#### [WHAT IS BEING ASKED]
Give back every record below, character for character.

#### [TASK MATERIAL]
.....

//! Configuration types for the HTTP service.
//!
//! Every field carries a serde default so an unconfigured environment
//! still deserializes; `validate` is what decides whether the result is
//! actually runnable (secrets and tokens have no sensible defaults).

use relay_core::signature::WebhookSecrets;
use serde::{Deserialize, Serialize};
use std::time::Duration;

/// Service configuration
#[derive(Debug, Clone, Serialize, Deserialize, Default)]
pub struct ServiceConfig {
    /// HTTP server settings
    #[serde(default)]
    pub server: ServerConfig,

    /// Webhook authentication secrets
    #[serde(default)]
    pub security: SecurityConfig,

    /// GitHub API access
    #[serde(default)]
    pub github: GithubApiConfig,

    /// Discord delivery settings
    #[serde(default)]
    pub discord: DiscordConfig,

    /// Outbox drainer timing
    #[serde(default)]
    pub delivery: DeliveryConfig,

    /// Routing table source
    #[serde(default)]
    pub routing: RoutingSourceConfig,

    /// Logging configuration
    #[serde(default)]
    pub logging: LoggingConfig,
}

/// HTTP server configuration
#[derive(Debug, Clone, Serialize, Deserialize)]
pub struct ServerConfig {
    /// Host to bind to
    pub host: String,

    /// Port to listen on
    pub port: u16,

    /// Graceful shutdown timeout in seconds
    pub shutdown_timeout_seconds: u64,
}

impl Default for ServerConfig {
    fn default() -> Self {
        Self {
            host: "0.0.0.0".to_string(),
            port: 8080,
            shutdown_timeout_seconds: 30,
        }
    }
}

/// Webhook authentication secrets, one per intake endpoint.
#[derive(Clone, Serialize, Deserialize, Default)]
pub struct SecurityConfig {
    /// Bearer-style token expected on internal webhooks
    #[serde(default)]
    pub internal_token: String,

    /// HMAC-SHA256 secret shared with GitHub
    #[serde(default)]
    pub github_webhook_secret: String,

    /// HMAC-SHA1 secret shared with Zammad
    #[serde(default)]
    pub zammad_webhook_secret: String,
}

impl SecurityConfig {
    pub fn webhook_secrets(&self) -> WebhookSecrets {
        WebhookSecrets {
            internal_token: self.internal_token.clone(),
            github_secret: self.github_webhook_secret.clone(),
            zammad_secret: self.zammad_webhook_secret.clone(),
        }
    }
}

// Secrets must never reach logs through a Debug render of the config.
impl std::fmt::Debug for SecurityConfig {
    fn fmt(&self, f: &mut std::fmt::Formatter<'_>) -> std::fmt::Result {
        f.debug_struct("SecurityConfig")
            .field("internal_token", &"***")
            .field("github_webhook_secret", &"***")
            .field("zammad_webhook_secret", &"***")
            .finish()
    }
}

/// GitHub GraphQL API access configuration
#[derive(Clone, Serialize, Deserialize, Default)]
pub struct GithubApiConfig {
    /// Token used for project item enrichment queries
    #[serde(default)]
    pub token: String,

    /// Override for the GraphQL endpoint; the public API when absent
    #[serde(default)]
    pub graphql_endpoint: Option<String>,
}

impl std::fmt::Debug for GithubApiConfig {
    fn fmt(&self, f: &mut std::fmt::Formatter<'_>) -> std::fmt::Result {
        f.debug_struct("GithubApiConfig")
            .field("token", &"***")
            .field("graphql_endpoint", &self.graphql_endpoint)
            .finish()
    }
}

/// Discord REST delivery configuration
#[derive(Clone, Serialize, Deserialize)]
pub struct DiscordConfig {
    /// Bot token used for channel resolution and sends
    pub bot_token: String,

    /// Override for the REST API base; the public API when absent
    pub api_base: Option<String>,
}

impl Default for DiscordConfig {
    fn default() -> Self {
        Self {
            bot_token: String::new(),
            api_base: None,
        }
    }
}

impl std::fmt::Debug for DiscordConfig {
    fn fmt(&self, f: &mut std::fmt::Formatter<'_>) -> std::fmt::Result {
        f.debug_struct("DiscordConfig")
            .field("bot_token", &"***")
            .field("api_base", &self.api_base)
            .finish()
    }
}

/// Outbox drainer timing configuration
#[derive(Debug, Clone, Serialize, Deserialize)]
pub struct DeliveryConfig {
    /// Seconds between outbox sweeps
    pub poll_interval_seconds: u64,

    /// Budget in seconds for a single send
    pub send_timeout_seconds: u64,
}

impl Default for DeliveryConfig {
    fn default() -> Self {
        Self {
            poll_interval_seconds: 60,
            send_timeout_seconds: 10,
        }
    }
}

impl DeliveryConfig {
    pub fn drainer_config(&self) -> relay_core::delivery::DrainerConfig {
        relay_core::delivery::DrainerConfig {
            poll_interval: Duration::from_secs(self.poll_interval_seconds),
            send_timeout: Duration::from_secs(self.send_timeout_seconds),
        }
    }
}

/// Where the routing tables come from.
#[derive(Debug, Clone, Serialize, Deserialize, Default)]
pub struct RoutingSourceConfig {
    /// Path to a YAML or JSON routing file. When absent the service runs
    /// with empty tables and suppresses everything except internal
    /// webhooks.
    #[serde(default)]
    pub file: Option<String>,
}

/// Logging configuration
#[derive(Debug, Clone, Serialize, Deserialize)]
pub struct LoggingConfig {
    /// Default filter directive when RUST_LOG is unset
    pub level: String,
}

impl Default for LoggingConfig {
    fn default() -> Self {
        Self {
            level: "info".to_string(),
        }
    }
}

impl LoggingConfig {
    /// Filter directives for the service's own crates at the configured
    /// level, used when RUST_LOG is unset.
    pub fn filter_directives(&self) -> String {
        format!(
            "relay_service={level},relay_api={level},relay_core={level},tower_http=debug",
            level = self.level
        )
    }
}

/// Configuration validation error
#[derive(Debug, thiserror::Error)]
#[error("Invalid configuration: {errors:?}")]
pub struct ConfigValidationError {
    pub errors: Vec<String>,
}

impl ServiceConfig {
    /// Validate the configuration for running the real service.
    ///
    /// # Errors
    ///
    /// Collects every problem rather than stopping at the first, so an
    /// operator fixes a broken deployment in one pass.
    pub fn validate(&self) -> Result<(), ConfigValidationError> {
        let mut errors = Vec::new();

        if self.server.port == 0 {
            errors.push("server.port must be non-zero".to_string());
        }
        if self.security.internal_token.is_empty() {
            errors.push("security.internal_token is required".to_string());
        }
        if self.security.github_webhook_secret.is_empty() {
            errors.push("security.github_webhook_secret is required".to_string());
        }
        if self.security.zammad_webhook_secret.is_empty() {
            errors.push("security.zammad_webhook_secret is required".to_string());
        }
        if self.github.token.is_empty() {
            errors.push("github.token is required".to_string());
        }
        if self.discord.bot_token.is_empty() {
            errors.push("discord.bot_token is required".to_string());
        }
        if self.delivery.poll_interval_seconds == 0 {
            errors.push("delivery.poll_interval_seconds must be non-zero".to_string());
        }

        if !errors.is_empty() {
            return Err(ConfigValidationError { errors });
        }

        Ok(())
    }
}

#[cfg(test)]
#[path = "config_tests.rs"]
mod tests;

.....

#### [COMPLETED TASK]
//! Configuration types for the HTTP service.
//!
//! Every field carries a serde default so an unconfigured environment
//! still deserializes; `validate` is what decides whether the result is
//! actually runnable (secrets and tokens have no sensible defaults).

use relay_core::signature::WebhookSecrets;
use serde::{Deserialize, Serialize};
use std::time::Duration;

/// Service configuration
#[derive(Debug, Clone, Serialize, Deserialize, Default)]
pub struct ServiceConfig {
    /// HTTP server settings
    #[serde(default)]
    pub server: ServerConfig,

    /// Webhook authentication secrets
    #[serde(default)]
    pub security: SecurityConfig,

    /// GitHub API access
    #[serde(default)]
    pub github: GithubApiConfig,

    /// Discord delivery settings
    #[serde(default)]
    pub discord: DiscordConfig,

    /// Outbox drainer timing
    #[serde(default)]
    pub delivery: DeliveryConfig,

    /// Routing table source
    #[serde(default)]
    pub routing: RoutingSourceConfig,

    /// Logging configuration
    #[serde(default)]
    pub logging: LoggingConfig,
}

/// HTTP server configuration
#[derive(Debug, Clone, Serialize, Deserialize)]
pub struct ServerConfig {
    /// Host to bind to
    pub host: String,

    /// Port to listen on
    pub port: u16,

    /// Graceful shutdown timeout in seconds
    pub shutdown_timeout_seconds: u64,
}

impl Default for ServerConfig {
    fn default() -> Self {
        Self {
            host: "0.0.0.0".to_string(),
            port: 8080,
            shutdown_timeout_seconds: 30,
        }
    }
}

/// Webhook authentication secrets, one per intake endpoint.
#[derive(Clone, Serialize, Deserialize, Default)]
pub struct SecurityConfig {
    /// Bearer-style token expected on internal webhooks
    #[serde(default)]
    pub internal_token: String,

    /// HMAC-SHA256 secret shared with GitHub
    #[serde(default)]
    pub github_webhook_secret: String,

    /// HMAC-SHA1 secret shared with Zammad
    #[serde(default)]
    pub zammad_webhook_secret: String,
}

impl SecurityConfig {
    pub fn webhook_secrets(&self) -> WebhookSecrets {
        WebhookSecrets {
            internal_token: self.internal_token.clone(),
            github_secret: self.github_webhook_secret.clone(),
            zammad_secret: self.zammad_webhook_secret.clone(),
        }
    }
}

// Secrets must never reach logs through a Debug render of the config.
impl std::fmt::Debug for SecurityConfig {
    fn fmt(&self, f: &mut std::fmt::Formatter<'_>) -> std::fmt::Result {
        f.debug_struct("SecurityConfig")
            .field("internal_token", &"***")
            .field("github_webhook_secret", &"***")
            .field("zammad_webhook_secret", &"***")
            .finish()
    }
}

/// GitHub GraphQL API access configuration
#[derive(Clone, Serialize, Deserialize, Default)]
pub struct GithubApiConfig {
    /// Token used for project item enrichment queries
    #[serde(default)]
    pub token: String,

    /// Override for the GraphQL endpoint; the public API when absent
    #[serde(default)]
    pub graphql_endpoint: Option<String>,
}

impl std::fmt::Debug for GithubApiConfig {
    fn fmt(&self, f: &mut std::fmt::Formatter<'_>) -> std::fmt::Result {
        f.debug_struct("GithubApiConfig")
            .field("token", &"***")
            .field("graphql_endpoint", &self.graphql_endpoint)
            .finish()
    }
}

/// Discord REST delivery configuration
#[derive(Clone, Serialize, Deserialize)]
pub struct DiscordConfig {
    /// Bot token used for channel resolution and sends
    pub bot_token: String,

    /// Override for the REST API base; the public API when absent
    pub api_base: Option<String>,
}

impl Default for DiscordConfig {
    fn default() -> Self {
        Self {
            bot_token: String::new(),
            api_base: None,
        }
    }
}

impl std::fmt::Debug for DiscordConfig {
    fn fmt(&self, f: &mut std::fmt::Formatter<'_>) -> std::fmt::Result {
        f.debug_struct("DiscordConfig")
            .field("bot_token", &"***")
            .field("api_base", &self.api_base)
            .finish()
    }
}

/// Outbox drainer timing configuration
#[derive(Debug, Clone, Serialize, Deserialize)]
pub struct DeliveryConfig {
    /// Seconds between outbox sweeps
    pub poll_interval_seconds: u64,

    /// Budget in seconds for a single send
    pub send_timeout_seconds: u64,
}

impl Default for DeliveryConfig {
    fn default() -> Self {
        Self {
            poll_interval_seconds: 60,
            send_timeout_seconds: 10,
        }
    }
}

impl DeliveryConfig {
    pub fn drainer_config(&self) -> relay_core::delivery::DrainerConfig {
        relay_core::delivery::DrainerConfig {
            poll_interval: Duration::from_secs(self.poll_interval_seconds),
            send_timeout: Duration::from_secs(self.send_timeout_seconds),
        }
    }
}

/// Where the routing tables come from.
#[derive(Debug, Clone, Serialize, Deserialize, Default)]
pub struct RoutingSourceConfig {
    /// Path to a YAML or JSON routing file. When absent the service runs
    /// with empty tables and suppresses everything except internal
    /// webhooks.
    #[serde(default)]
    pub file: Option<String>,
}

/// Logging configuration
#[derive(Debug, Clone, Serialize, Deserialize)]
pub struct LoggingConfig {
    /// Default filter directive when RUST_LOG is unset
    pub level: String,
}

impl Default for LoggingConfig {
    fn default() -> Self {
        Self {
            level: "info".to_string(),
        }
    }
}

impl LoggingConfig {
    /// Filter directives for the service's own crates at the configured
    /// level, used when RUST_LOG is unset.
    pub fn filter_directives(&self) -> String {
        format!(
            "relay_service={level},relay_api={level},relay_core={level},tower_http=debug",
            level = self.level
        )
    }
}

/// Configuration validation error
#[derive(Debug, thiserror::Error)]
#[error("Invalid configuration: {errors:?}")]
pub struct ConfigValidationError {
    pub errors: Vec<String>,
}

impl ServiceConfig {
    /// Validate the configuration for running the real service.
    ///
    /// # Errors
    ///
    /// Collects every problem rather than stopping at the first, so an
    /// operator fixes a broken deployment in one pass.
    pub fn validate(&self) -> Result<(), ConfigValidationError> {
        let mut errors = Vec::new();

        if self.server.port == 0 {
            errors.push("server.port must be non-zero".to_string());
        }
        if self.security.internal_token.is_empty() {
            errors.push("security.internal_token is required".to_string());
        }
        if self.security.github_webhook_secret.is_empty() {
            errors.push("security.github_webhook_secret is required".to_string());
        }
        if self.security.zammad_webhook_secret.is_empty() {
            errors.push("security.zammad_webhook_secret is required".to_string());
        }
        if self.github.token.is_empty() {
            errors.push("github.token is required".to_string());
        }
        if self.discord.bot_token.is_empty() {
            errors.push("discord.bot_token is required".to_string());
        }
        if self.delivery.poll_interval_seconds == 0 {
            errors.push("delivery.poll_interval_seconds must be non-zero".to_string());
        }

        if !errors.is_empty() {
            return Err(ConfigValidationError { errors });
        }

        Ok(())
    }
}

#[cfg(test)]
#[path = "config_tests.rs"]
mod tests;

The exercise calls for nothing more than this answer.